> _Action item_
Would you output the entries below only from the line containing "For every entry" through the line containing "let controller = self.registry.get(name);", exactly as they stand and with both ends included?

Task material below:

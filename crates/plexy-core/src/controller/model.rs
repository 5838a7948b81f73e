use std::collections::BTreeMap;
use std::rc::Rc;

use serde::{Deserialize, Serialize};

use crate::geometry::{Point, Rect};
use crate::scene::WidgetHandle;

/// Shared handle to a controller instance. The registry and the scene both
/// reference the same instance.
pub type ControllerHandle = Rc<dyn Controller>;

/// Arguments restored from a session `arg` block.
pub type SessionArgs = BTreeMap<String, String>;

/// Screen layout handed to controllers when they are attached to a view.
#[derive(Debug, Clone, PartialEq, Default, Serialize, Deserialize)]
pub struct Viewport {
    pub screens: Vec<Rect>,
}

impl Viewport {
    pub fn new(screens: Vec<Rect>) -> Self {
        Self { screens }
    }

    /// Geometry of the primary screen, if any.
    pub fn primary(&self) -> Option<Rect> {
        self.screens.first().copied()
    }
}

/// Something dropped onto the desktop.
#[derive(Debug, Clone, PartialEq, Default, Serialize, Deserialize)]
pub struct DropEvent {
    pub position: Point,
    pub mime_type: String,
    pub payload: String,
}

impl DropEvent {
    pub fn new(position: Point, mime_type: impl Into<String>, payload: impl Into<String>) -> Self {
        Self {
            position,
            mime_type: mime_type.into(),
            payload: payload.into(),
        }
    }
}

/// Capability set of a plugin-provided controller.
///
/// All methods take `&self`; controllers keep their mutable state behind
/// interior mutability since the registry and the scene share them.
pub trait Controller {
    /// The widget shown when the controller is added, if it has one.
    fn default_view(&self) -> Option<WidgetHandle>;

    fn set_viewport(&self, viewport: &Viewport);

    fn set_controller_name(&self, name: &str);

    fn controller_name(&self) -> String;

    fn set_view_rect(&self, rect: Rect);

    /// Resumes the controller from arguments saved in a previous session.
    fn revoke_session(&self, args: &SessionArgs);

    /// Asks the controller to dispose of `widget`.
    ///
    /// Returns false when the controller declined; the view then disposes of
    /// the widget itself.
    fn delete_widget(&self, widget: &WidgetHandle) -> bool;

    fn handle_drop_event(&self, widget: &WidgetHandle, event: &DropEvent);
}
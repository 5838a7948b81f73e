use std::collections::BTreeMap;
use std::fmt;

use super::model::ControllerHandle;

/// Canonical map from controller name to its live instance.
///
/// Holds exactly one handle per name; inserting under an existing name
/// replaces the old handle.
#[derive(Default)]
pub struct ControllerRegistry {
    controllers: BTreeMap<String, ControllerHandle>,
}

impl ControllerRegistry {
    pub fn new() -> Self {
        Self::default()
    }

    /// Registers `controller` under `name`, returning the handle it replaced.
    pub fn insert(
        &mut self,
        name: impl Into<String>,
        controller: ControllerHandle,
    ) -> Option<ControllerHandle> {
        self.controllers.insert(name.into(), controller)
    }

    /// Looks up a handle. Never constructs.
    pub fn get(&self, name: &str) -> Option<ControllerHandle> {
        self.controllers.get(name).cloned()
    }

    pub fn contains(&self, name: &str) -> bool {
        self.controllers.contains_key(name)
    }

    /// Registered names, sorted, excluding `hidden`.
    pub fn names_except(&self, hidden: Option<&str>) -> Vec<String> {
        self.controllers
            .keys()
            .filter(|name| Some(name.as_str()) != hidden)
            .cloned()
            .collect()
    }
}

impl fmt::Debug for ControllerRegistry {
    fn fmt(&self, f: &mut fmt::Formatter<'_>) -> fmt::Result {
        f.debug_struct("ControllerRegistry")
            .field("names", &self.names_except(None))
            .finish()
    }
}
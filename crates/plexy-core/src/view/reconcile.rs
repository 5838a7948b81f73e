//! Reconciliation of the session document with the live scene.
//!
//! Restoring replays a persisted document onto the controllers and widgets
//! currently in the scene; closing a widget removes it from the scene and
//! records the removal in the document.

use std::rc::Rc;

use super::DesktopView;
use crate::scene::WidgetHandle;
use crate::session::{LocationEntry, SessionDocument};

impl DesktopView {
    /// Replaces the session with `serialized` and applies it to the scene.
    ///
    /// For every entry the controller is loaded (and, unless `is_first_run`,
    /// recorded as open), its saved arguments and view rect are handed back to
    /// it, child widgets are
    /// moved to their saved positions, and widgets recorded as closed are
    /// hidden. Closed widgets are collected during the pass and only removed
    /// and closed once the whole document has been applied.
    ///
    /// Malformed input is logged; entries read before the error are used.
    pub fn restore(&mut self, serialized: &str, is_first_run: bool) {
        let parsed = SessionDocument::parse_xml(serialized);
        if let Some(error) = &parsed.error {
            tracing::warn!("[DesktopView] Restoring partial session: {}", error);
        }

        self.document = parsed.document;
        let entries = self.document.entries().to_vec();

        let mut pending_close: Vec<WidgetHandle> = Vec::new();

        for entry in &entries {
            let name = entry.controller_name.as_str();

            if let Err(e) = self.add_controller(name, is_first_run) {
                tracing::debug!("[DesktopView] Restoring '{}' without controller: {}", name, e);
            }

            let controller = self.registry.get(name);

            if let (Some(args), Some(controller)) = (&entry.arguments, &controller) {
                controller.revoke_session(args);
            }

            if let (Some(rect), Some(controller)) = (entry.geometry, &controller) {
                controller.set_view_rect(rect);
            }

            for location in &entry.locations {
                self.restore_location(location);
            }

            for widget_id in entry.closed_widget_ids() {
                self.mark_closed(widget_id, &mut pending_close);
            }
        }

        for widget in pending_close {
            self.scene.remove(&widget);
            self.on_widget_closed(&widget);
        }
    }

    /// Moves every controller-owned widget with the location's id.
    fn restore_location(&self, location: &LocationEntry) {
        for widget in self.scene.items() {
            let mut widget = widget.borrow_mut();
            if widget.controller_name().is_some() && widget.id() == location.widget_id {
                widget.set_position(location.position);
            }
        }
    }

    /// Hides controller-owned widgets with `widget_id` and queues them for
    /// closing. A widget is queued at most once per pass.
    fn mark_closed(&self, widget_id: &str, pending: &mut Vec<WidgetHandle>) {
        for widget in self.scene.items() {
            let matches = {
                let w = widget.borrow();
                w.controller_name().is_some() && w.id() == widget_id
            };
            if !matches || pending.iter().any(|p| Rc::ptr_eq(p, &widget)) {
                continue;
            }

            widget.borrow_mut().hide();
            pending.push(widget);
        }
    }

    /// Closes `widget`: asks its controller to delete it, records it as
    /// closed, and takes it out of the scene.
    ///
    /// The state is recorded whether or not the controller agrees. If the
    /// controller declines (or there is none), the view disposes of the widget
    /// itself.
    pub fn on_widget_closed(&mut self, widget: &WidgetHandle) {
        let (widget_id, owner) = {
            let w = widget.borrow();
            (w.id().to_string(), w.controller_name().map(str::to_string))
        };

        let mut deleted = false;

        if let Some(owner) = owner {
            if let Some(controller) = self.registry.get(&owner) {
                deleted = controller.delete_widget(widget);
            }
            self.record_widget_state(&owner, &widget_id, true);
        }

        self.scene.remove(widget);

        if !deleted {
            tracing::debug!("[DesktopView] Disposing widget '{}' left by its controller", widget_id);
            widget.borrow_mut().dispose();
        }
    }

    /// Closes the scene widget with `widget_id`.
    ///
    /// Returns false if no such widget is in the scene.
    pub fn close_widget(&mut self, widget_id: &str) -> bool {
        match self.scene.find(widget_id) {
            Some(widget) => {
                self.on_widget_closed(&widget);
                true
            }
            None => {
                tracing::debug!("[DesktopView] No widget '{}' to close", widget_id);
                false
            }
        }
    }
}
//! Session store trait.
//!
//! Defines the persistence collaborator the desktop view hands serialized
//! sessions to.

use crate::error::Result;

/// Raw storage for the serialized session document.
///
/// Implementations only move text in and out of storage; parsing and
/// reconciliation stay in the desktop view.
pub trait SessionStore {
    /// Loads the last saved session.
    ///
    /// # Returns
    ///
    /// - `Ok(Some(xml))`: A session was stored
    /// - `Ok(None)`: Nothing stored yet (first run)
    /// - `Err(_)`: Storage could not be read
    fn load(&self) -> Result<Option<String>>;

    /// Replaces the stored session with `xml`.
    fn save(&self, xml: &str) -> Result<()>;

    /// Removes the stored session.
    fn clear(&self) -> Result<()>;
}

End of Task material.

> _Result of this task_
    /// For every entry the controller is loaded (and, unless `is_first_run`,
    /// recorded as open), its saved arguments and view rect are handed back to
    /// it, child widgets are
    /// moved to their saved positions, and widgets recorded as closed are
    /// hidden. Closed widgets are collected during the pass and only removed
    /// and closed once the whole document has been applied.
    ///
    /// Malformed input is logged; entries read before the error are used.
    pub fn restore(&mut self, serialized: &str, is_first_run: bool) {
        let parsed = SessionDocument::parse_xml(serialized);
        if let Some(error) = &parsed.error {
            tracing::warn!("[DesktopView] Restoring partial session: {}", error);
        }

        self.document = parsed.document;
        let entries = self.document.entries().to_vec();

        let mut pending_close: Vec<WidgetHandle> = Vec::new();

        for entry in &entries {
            let name = entry.controller_name.as_str();

            if let Err(e) = self.add_controller(name, is_first_run) {
                tracing::debug!("[DesktopView] Restoring '{}' without controller: {}", name, e);
            }

            let controller = self.registry.get(name);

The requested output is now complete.